Форстеру, 30 сентября: «Я убежден в том, что представительный строй у нас потерпел полный крах, что английский снобизм и английское раболепие делают участие народа в государственных делах невозможным». Макриди, 4 октября: «Я потерял всякую веру в выборы. На мой взгляд, мы наглядно доказали всю бессмысленность представительных органов, за которыми не стоит образованный, просвещенный народ… у нас нет среднего класса (хотя мы постоянно восхваляем его, как нашу опору, на самом деле это всего лишь жалкая бахрома на мантии знати)… мы, англичане, молчаливо потворствуем этому жалкому и позорному положению, в котором мы очутились, и никогда своими силами из него не выберемся».
Родина до того осточертела — чтобы не взорваться, 13 октября он увез семью во Францию. Сняли дом из двенадцати комнат на Елисейских Полях и решились остаться на целый год. Собственный дом на Тэвисток-сквер на сей раз сдавать не стали — там оставался служивший в Лондоне Чарли, зато позволили пожить в нем семье Хогарт, которые (каждый норовил сэкономить) сдавали свое жилье.

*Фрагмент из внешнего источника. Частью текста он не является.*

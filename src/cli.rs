use std::path::PathBuf;

use clap::{Args, Parser, Subcommand, ValueEnum};

#[derive(Parser, Debug)]
#[command(
    name = "nli-rootsim",
    version,
    about = "Root and dependent similarity features for sentence-pair entailment corpora"
)]
pub struct Cli {
    #[command(subcommand)]
    pub command: Commands,
}

#[derive(Subcommand, Debug)]
pub enum Commands {
    Convert(ConvertArgs),
    Similarity(SimilarityArgs),
}

#[derive(Args, Debug, Clone)]
pub struct VectorArgs {
    #[arg(long, default_value = "GoogleNews-vectors-negative300.bin")]
    pub vectors: PathBuf,

    #[arg(long, value_enum, default_value_t = VectorFormat::Binary)]
    pub vectors_format: VectorFormat,

    #[arg(long, default_value_t = 100_000)]
    pub vocab_limit: usize,
}

#[derive(Args, Debug, Clone)]
pub struct ConvertArgs {
    #[arg(long, default_value = "multinli_1.0_train.jsonl")]
    pub input: PathBuf,

    #[arg(long, default_value = "root-children.json")]
    pub output: PathBuf,

    #[arg(long, default_value = "multinli_1.0_train.conllu")]
    pub parses: PathBuf,

    #[command(flatten)]
    pub vectors: VectorArgs,

    #[arg(long, value_enum, default_value_t = DuplicateRoots::Merge)]
    pub duplicate_roots: DuplicateRoots,

    #[arg(long, value_enum, default_value_t = RootMissPolicy::AbortExample)]
    pub root_miss: RootMissPolicy,

    #[arg(long, value_enum, default_value_t = PronounRule::Lemma)]
    pub pronouns: PronounRule,

    #[arg(long, default_value_t = false)]
    pub pretty: bool,

    #[arg(long)]
    pub manifest_path: Option<PathBuf>,
}

#[derive(Args, Debug, Clone)]
pub struct SimilarityArgs {
    #[command(flatten)]
    pub vectors: VectorArgs,

    /// Word pair as `first,second`; repeat for several pairs.
    #[arg(long = "pair", required = true)]
    pub pairs: Vec<String>,

    #[arg(long, default_value_t = false)]
    pub json: bool,
}

#[derive(Copy, Clone, Debug, Eq, PartialEq, ValueEnum)]
pub enum VectorFormat {
    Binary,
    Text,
}

impl VectorFormat {
    pub fn as_str(self) -> &'static str {
        match self {
            Self::Binary => "binary",
            Self::Text => "text",
        }
    }
}

#[derive(Copy, Clone, Debug, Eq, PartialEq, ValueEnum)]
pub enum DuplicateRoots {
    KeepFirst,
    KeepLast,
    Merge,
}

impl DuplicateRoots {
    pub fn as_str(self) -> &'static str {
        match self {
            Self::KeepFirst => "keep-first",
            Self::KeepLast => "keep-last",
            Self::Merge => "merge",
        }
    }
}

#[derive(Copy, Clone, Debug, Eq, PartialEq, ValueEnum)]
pub enum PronounRule {
    /// Lemma is `-PRON-`.
    Lemma,
    /// Lemma is `-PRON-` or UPOS is `PRON`.
    LemmaOrUpos,
}

impl PronounRule {
    pub fn as_str(self) -> &'static str {
        match self {
            Self::Lemma => "lemma",
            Self::LemmaOrUpos => "lemma-or-upos",
        }
    }
}

#[derive(Copy, Clone, Debug, Eq, PartialEq, ValueEnum)]
pub enum RootMissPolicy {
    /// The whole example becomes `null`.
    AbortExample,
    /// Only the offending root pair is dropped.
    SkipPair,
}

impl RootMissPolicy {
    pub fn as_str(self) -> &'static str {
        match self {
            Self::AbortExample => "abort-example",
            Self::SkipPair => "skip-pair",
        }
    }
}
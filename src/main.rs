mod cli;
mod commands;
mod model;
mod parse;
mod semantic;
mod util;

use anyhow::Result;
use clap::Parser;
use tracing::error;
use tracing_subscriber::EnvFilter;

use crate::cli::{Cli, Commands};

fn main() {
    init_tracing();

    if let Err(err) = run() {
        error!(error = %err, "command failed");
        for cause in err.chain().skip(1) {
            error!(cause = %cause, "caused by");
        }
        std::process::exit(1);
    }
}

fn run() -> Result<()> {
    let cli = Cli::parse();

    match cli.command {
        Commands::Convert(args) => commands::convert::run(args),
        Commands::Similarity(args) => commands::similarity::run(args),
    }
}

fn init_tracing() {
    let env_filter = EnvFilter::try_from_default_env().unwrap_or_else(|_| EnvFilter::new("info"));

    tracing_subscriber::fmt()
        .with_env_filter(env_filter)
        .with_target(false)
        .with_writer(std::io::stderr)
        .init();
}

Как Диккенс сказал Анджеле Бердетт-Куттс, одной из целей поездки было «придать парижского лоску» дочерям (Мэйми 17 лет, Кейти — 16): наняли им учителей танцев и французского, итальянскому учил ссыльный политик Даниэле Манини; лоску набирались вместе с подругами, дочерьми Теккерея. Сам Диккенс уверял, что знает французский язык как настоящий француз и наконец-то может по-настоящему насладиться театром. Хвалил все французское, особенно в области искусств. Форстеру: «У французов сколько угодно скверных картин, но, боже мой, какое в них бесстрашие! Какая смелость рисунка! Какая дерзость замысла, какая страсть! Сколько в них действия!» Знакомому актеру Франсуа Ренье: «Если бы я увидел хоть одну английскую актрису, которая обладала бы хоть сотой долей искренности и искусства мадам Плесси, я поверил бы, что наш театр уже стоит на пути к возрождению. Но у меня нет ни малейшей надежды, что я когда-либо увижу подобную актрису. С тем же успехом я мог бы рассчитывать увидеть на английской сцене замечательного художника, способного не только писать, но и воплощать то, что он пишет, как это делаете Вы».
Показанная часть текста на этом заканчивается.